For every entry below, retype it exactly as it reads.

-- Opening Marker --

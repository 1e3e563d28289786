//! Modelos de dominio (recibos, turnos, conversaciones y el contrato del chat).

use chrono::{DateTime, Utc};
use serde::{Deserialize, Serialize};

use crate::language::Language;

/// Un recibo/transacción ya extraído por el colaborador de ingesta.
/// Es inmutable una vez indexado.
#[derive(Debug, Clone, PartialEq, Serialize, Deserialize)]
pub struct Record {
    pub id: String,
    pub owner: String,
    pub vendor: String,
    #[serde(default)]
    pub categories: Vec<String>,
    /// Texto bruto que devolvió la extracción.
    #[serde(default)]
    pub raw_text: String,
    #[serde(default)]
    pub extra_fields: serde_json::Value,
    pub timestamp: DateTime<Utc>,
}

impl Record {
    /// Representación textual que se envía al modelo de embeddings.
    /// Debe ser determinista: de ella depende la comparación de consultas.
    pub fn embedding_text(&self) -> String {
        format!(
            "Receipt ID: {}\nVendor: {}\nCategories: {}\nParsed Data: {}\nExtra Fields: {}\nTimestamp: {}",
            self.id,
            self.vendor_or_unknown(),
            self.categories.join(", "),
            self.raw_text,
            self.extra_fields_json(),
            self.timestamp.to_rfc3339(),
        )
    }

    pub fn vendor_or_unknown(&self) -> &str {
        if self.vendor.trim().is_empty() {
            "Unknown"
        } else {
            &self.vendor
        }
    }

    pub fn extra_fields_json(&self) -> String {
        if self.extra_fields.is_null() {
            "{}".to_string()
        } else {
            self.extra_fields.to_string()
        }
    }
}

#[derive(Debug, Clone, Copy, PartialEq, Eq, Serialize, Deserialize)]
#[serde(rename_all = "lowercase")]
pub enum Role {
    User,
    Assistant,
}

/// Un mensaje dentro de una conversación.
#[derive(Debug, Clone, PartialEq, Serialize, Deserialize)]
pub struct Turn {
    pub role: Role,
    /// Texto tal y como lo escribió el usuario o tal y como se le mostró.
    pub content: String,
    pub original_language: Language,
    /// Forma alternativa del texto: la versión pivote de un mensaje de
    /// usuario traducido, o la versión mostrada de una respuesta traducida.
    pub translated_content: Option<String>,
    pub timestamp: DateTime<Utc>,
}

impl Turn {
    pub fn user(content: String, language: Language, pivot_form: Option<String>) -> Self {
        Self {
            role: Role::User,
            content,
            original_language: language,
            translated_content: pivot_form,
            timestamp: Utc::now(),
        }
    }

    pub fn assistant(pivot_text: String, displayed: Option<String>) -> Self {
        Self {
            role: Role::Assistant,
            content: pivot_text,
            original_language: Language::PIVOT,
            translated_content: displayed,
            timestamp: Utc::now(),
        }
    }

    /// Texto en el idioma pivote, el que se usa para construir prompts.
    pub fn pivot_text(&self) -> &str {
        if self.original_language.is_pivot() {
            &self.content
        } else {
            self.translated_content.as_deref().unwrap_or(&self.content)
        }
    }
}

#[derive(Debug, Clone, PartialEq, Serialize)]
pub struct Conversation {
    pub id: String,
    pub owner: String,
    pub turns: Vec<Turn>,
    pub created_at: DateTime<Utc>,
}

#[derive(Debug, Clone, PartialEq, Serialize)]
pub struct ConversationSummary {
    pub conversation_id: String,
    pub created_at: DateTime<Utc>,
    pub message_count: usize,
}

/// Petición de chat tal y como llega del cliente.
#[derive(Debug, Clone, Deserialize)]
pub struct ChatRequest {
    pub user_id: String,
    pub message: String,
    #[serde(default)]
    pub conversation_id: Option<String>,
    /// Código del idioma de visualización; los desconocidos caen al pivote.
    #[serde(default)]
    pub language: Option<String>,
}

#[derive(Debug, Clone, Serialize)]
pub struct ChatResponse {
    pub conversation_id: String,
    pub response: String,
    pub language: Language,
    pub detected_language: Language,
    pub relevant_receipts_count: usize,
    pub total_receipts: usize,
    pub translation_degraded: bool,
    pub thinking_text: &'static str,
    pub follow_up_chips: Vec<&'static str>,
    pub timestamp: DateTime<Utc>,
}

-- Closing Marker --

▶ _Result for this task_
repository 1e3e563d28289786
//! Modelos de dominio (recibos, turnos, conversaciones y el contrato del chat).

use chrono::{DateTime, Utc};
use serde::{Deserialize, Serialize};

use crate::language::Language;

/// Un recibo/transacción ya extraído por el colaborador de ingesta.
/// Es inmutable una vez indexado.
#[derive(Debug, Clone, PartialEq, Serialize, Deserialize)]
pub struct Record {
    pub id: String,
    pub owner: String,
    pub vendor: String,
    #[serde(default)]
    pub categories: Vec<String>,
    /// Texto bruto que devolvió la extracción.
    #[serde(default)]
    pub raw_text: String,
    #[serde(default)]
    pub extra_fields: serde_json::Value,
    pub timestamp: DateTime<Utc>,
}

impl Record {
    /// Representación textual que se envía al modelo de embeddings.
    /// Debe ser determinista: de ella depende la comparación de consultas.
    pub fn embedding_text(&self) -> String {
        format!(
            "Receipt ID: {}\nVendor: {}\nCategories: {}\nParsed Data: {}\nExtra Fields: {}\nTimestamp: {}",
            self.id,
            self.vendor_or_unknown(),
            self.categories.join(", "),
            self.raw_text,
            self.extra_fields_json(),
            self.timestamp.to_rfc3339(),
        )
    }

    pub fn vendor_or_unknown(&self) -> &str {
        if self.vendor.trim().is_empty() {
            "Unknown"
        } else {
            &self.vendor
        }
    }

    pub fn extra_fields_json(&self) -> String {
        if self.extra_fields.is_null() {
            "{}".to_string()
        } else {
            self.extra_fields.to_string()
        }
    }
}

#[derive(Debug, Clone, Copy, PartialEq, Eq, Serialize, Deserialize)]
#[serde(rename_all = "lowercase")]
pub enum Role {
    User,
    Assistant,
}

/// Un mensaje dentro de una conversación.
#[derive(Debug, Clone, PartialEq, Serialize, Deserialize)]
pub struct Turn {
    pub role: Role,
    /// Texto tal y como lo escribió el usuario o tal y como se le mostró.
    pub content: String,
    pub original_language: Language,
    /// Forma alternativa del texto: la versión pivote de un mensaje de
    /// usuario traducido, o la versión mostrada de una respuesta traducida.
    pub translated_content: Option<String>,
    pub timestamp: DateTime<Utc>,
}

impl Turn {
    pub fn user(content: String, language: Language, pivot_form: Option<String>) -> Self {
        Self {
            role: Role::User,
            content,
            original_language: language,
            translated_content: pivot_form,
            timestamp: Utc::now(),
        }
    }

    pub fn assistant(pivot_text: String, displayed: Option<String>) -> Self {
        Self {
            role: Role::Assistant,
            content: pivot_text,
            original_language: Language::PIVOT,
            translated_content: displayed,
            timestamp: Utc::now(),
        }
    }

    /// Texto en el idioma pivote, el que se usa para construir prompts.
    pub fn pivot_text(&self) -> &str {
        if self.original_language.is_pivot() {
            &self.content
        } else {
            self.translated_content.as_deref().unwrap_or(&self.content)
        }
    }
}

#[derive(Debug, Clone, PartialEq, Serialize)]
pub struct Conversation {
    pub id: String,
    pub owner: String,
    pub turns: Vec<Turn>,
    pub created_at: DateTime<Utc>,
}

#[derive(Debug, Clone, PartialEq, Serialize)]
pub struct ConversationSummary {
    pub conversation_id: String,
    pub created_at: DateTime<Utc>,
    pub message_count: usize,
}

/// Petición de chat tal y como llega del cliente.
#[derive(Debug, Clone, Deserialize)]
pub struct ChatRequest {
    pub user_id: String,
    pub message: String,
    #[serde(default)]
    pub conversation_id: Option<String>,
    /// Código del idioma de visualización; los desconocidos caen al pivote.
    #[serde(default)]
    pub language: Option<String>,
}

#[derive(Debug, Clone, Serialize)]
pub struct ChatResponse {
    pub conversation_id: String,
    pub response: String,
    pub language: Language,
    pub detected_language: Language,
    pub relevant_receipts_count: usize,
    pub total_receipts: usize,
    pub translation_degraded: bool,
    pub thinking_text: &'static str,
    pub follow_up_chips: Vec<&'static str>,
    pub timestamp: DateTime<Utc>,
}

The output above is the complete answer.